Government Poised to Aid Canola-Drenched Chipmunks
Produced June 1993
Warning: Government regulators have determined that food is environmentally hazardous.
Salad oil, butter fat, cocoa butter and other oils used in food preparation may soon be classified as "hazardous materials" by the Department of Transportation's Research and Special Programs Administration (RSPA) when shipped in quantities of 120 gallons or more, according to the June 1993 edition of The Food Service Distributor magazine. This means that companies shipping cooking oils in bulk will be required to comply with the same costly labeling, employee training and packaging requirements as companies shipping toxic waste. But that's not the worst of it: Since the National Safe Food Transportation Act (recently approved) prohibits shipping food in trailers that have been used to transport "hazardous materials," after cooking oils have been transported once in a trailer that trailer can never be used again to transport food stuffs -- including cooking oil!

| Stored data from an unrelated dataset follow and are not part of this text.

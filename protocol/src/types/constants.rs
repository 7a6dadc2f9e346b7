use num_enum::{IntoPrimitive, TryFromPrimitive};

/// Constructor byte introducing a descriptor ahead of the real typecode.
pub const DESCRIBED: u8 = 0x00;

/// One-byte AMQP 1.0 typecodes. The upper nibble decides the layout of the
/// encoded value, see [`Category`](super::Category).
#[derive(Debug, TryFromPrimitive, IntoPrimitive, Clone, Copy, PartialEq, Eq, Hash)]
#[repr(u8)]
pub enum TypeCode {
    Null = 0x40, // fixed width --V
    Boolean = 0x56,
    True = 0x41,
    False = 0x42,
    Ubyte = 0x50,
    Ushort = 0x60,
    Uint = 0x70,
    SmallUint = 0x52,
    Uint0 = 0x43,
    Ulong = 0x80,
    SmallUlong = 0x53,
    Ulong0 = 0x44,
    Byte = 0x51,
    Short = 0x61,
    Int = 0x71,
    SmallInt = 0x54,
    Long = 0x81,
    SmallLong = 0x55,
    Float = 0x72,
    Double = 0x82,
    Decimal32 = 0x74,
    Decimal64 = 0x84,
    Decimal128 = 0x94,
    CharUTF32 = 0x73,
    Timestamp = 0x83,
    Uuid = 0x98,
    Vbin8 = 0xa0, // variable --V
    Vbin32 = 0xb0,
    Str8 = 0xa1,
    Str32 = 0xb1,
    Sym8 = 0xa3,
    Sym32 = 0xb3,
    List0 = 0x45, // compound --V
    List8 = 0xc0,
    List32 = 0xd0,
    Map8 = 0xc1,
    Map32 = 0xd1,
    Array8 = 0xe0, // array --V
    Array32 = 0xf0,
}

impl TypeCode {
    pub fn code(self) -> u8 {
        self.into()
    }
}
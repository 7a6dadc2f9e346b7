//! Built-in composite types.

use std::{fmt, sync::Arc, sync::OnceLock};

use super::{Composite, CompositeDefinition, FieldDefinition, FieldType, Map, Typed, Value};
use crate::{composite_accessors, error::EncodeError};

pub const ERROR_CODE: u64 = 0x1d;

pub fn error_definition() -> &'static Arc<CompositeDefinition> {
    static ERROR: OnceLock<Arc<CompositeDefinition>> = OnceLock::new();
    ERROR.get_or_init(|| {
        Arc::new(CompositeDefinition {
            name: "error".to_string(),
            code: ERROR_CODE,
            fields: vec![
                FieldDefinition::new("condition", FieldType::Symbol).mandatory(),
                FieldDefinition::new("description", FieldType::String),
                FieldDefinition::new("info", FieldType::Map),
            ],
        })
    })
}

/// The `error` composite carried by detach, end and close.
#[derive(Debug, Clone, PartialEq, Eq)]
pub struct AmqpError(Composite);

composite_accessors!(AmqpError {
    0 => condition, set_condition;
    1 => description, set_description;
    2 => info, set_info;
});

impl AmqpError {
    pub fn new(
        condition: impl Into<String>,
        description: Option<String>,
        info: Option<Map>,
    ) -> Result<Self, EncodeError> {
        Composite::create(
            error_definition(),
            vec![
                ("condition", Value::String(condition.into())),
                ("description", description.into()),
                ("info", info.map(Value::Map).unwrap_or(Value::Null)),
            ],
        )
        .map(AmqpError)
    }

    /// Views `composite` as an error when it carries the error descriptor.
    pub fn from_composite(composite: Composite) -> Option<Self> {
        if composite.definition().code() == ERROR_CODE {
            Some(AmqpError(composite))
        } else {
            None
        }
    }

    pub fn as_composite(&self) -> &Composite {
        &self.0
    }

    pub fn into_composite(self) -> Composite {
        self.0
    }

    pub fn described(&self) -> Typed {
        self.0.described()
    }
}

impl From<AmqpError> for Value {
    fn from(error: AmqpError) -> Self {
        Value::Composite(error.0)
    }
}

impl fmt::Display for AmqpError {
    fn fmt(&self, f: &mut fmt::Formatter<'_>) -> fmt::Result {
        let condition = self.condition().ok();
        let description = self.description().ok();
        match (
            condition.as_ref().and_then(Value::as_str),
            description.as_ref().and_then(Value::as_str),
        ) {
            (Some(c), Some(d)) => write!(f, "{}: {}", c, d),
            (Some(c), None) => f.write_str(c),
            _ => fmt::Display::fmt(&self.0, f),
        }
    }
}

#[cfg(test)]
mod tests {
    use pretty_assertions::assert_eq;

    use super::*;
    use crate::types::{unwrap, wrap_ulong, TypeCode};

    #[test]
    fn error_round_trips_through_unwrap() {
        let info: Map = vec![("retry", 5u32)].into_iter().collect();
        let error = AmqpError::new(
            "amqp:internal-error",
            Some("boom".to_string()),
            Some(info.clone()),
        )
        .unwrap();
        let typed = error.described();
        assert_eq!(typed.descriptor(), Some(&wrap_ulong(ERROR_CODE)));
        assert_eq!(typed.items().unwrap()[0].code(), TypeCode::Sym8);

        let value = unwrap(typed, false).unwrap();
        let decoded = match value {
            Value::Composite(c) => AmqpError::from_composite(c).unwrap(),
            other => panic!("unexpected {:?}", other),
        };
        assert_eq!(decoded.condition().unwrap(), Value::from("amqp:internal-error"));
        assert_eq!(decoded.description().unwrap(), Value::from("boom"));
        assert_eq!(decoded.info().unwrap(), Value::Map(info));
        assert_eq!(decoded.to_string(), "amqp:internal-error: boom");
    }

    #[test]
    fn condition_is_mandatory() {
        let mut error = AmqpError::new("amqp:not-found", None, None).unwrap();
        assert_eq!(error.description().unwrap(), Value::Null);
        assert!(matches!(
            error.set_condition(Value::Null),
            Err(EncodeError::MandatoryFieldMissing(f)) if f == "condition"
        ));
        error.set_description("missing").unwrap();
        assert_eq!(error.description().unwrap(), Value::from("missing"));
    }
}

Food Service Distributors news editor Michael Buzlaka perhaps summed up the absurdity of the forthcoming regulations best, saying, "...there's nothing worse than pictures of canola-drenched chipmunks beamed into our homes during the dinner hour."
Posthaste Facts on the Environment #5, published June 1993 by The National Center for Public Policy Research, 20 F Street NW, Suite 700 , Washington, D.C. 20001, (202) 507-6398, Fax (301) 498-1301, E-Mail firstname.lastname@example.org, Web http://www.nationalcenter.org. For more information about Posthaste #5 contact Bob Adams at (202) 507-6398 or EPTF@aol.com.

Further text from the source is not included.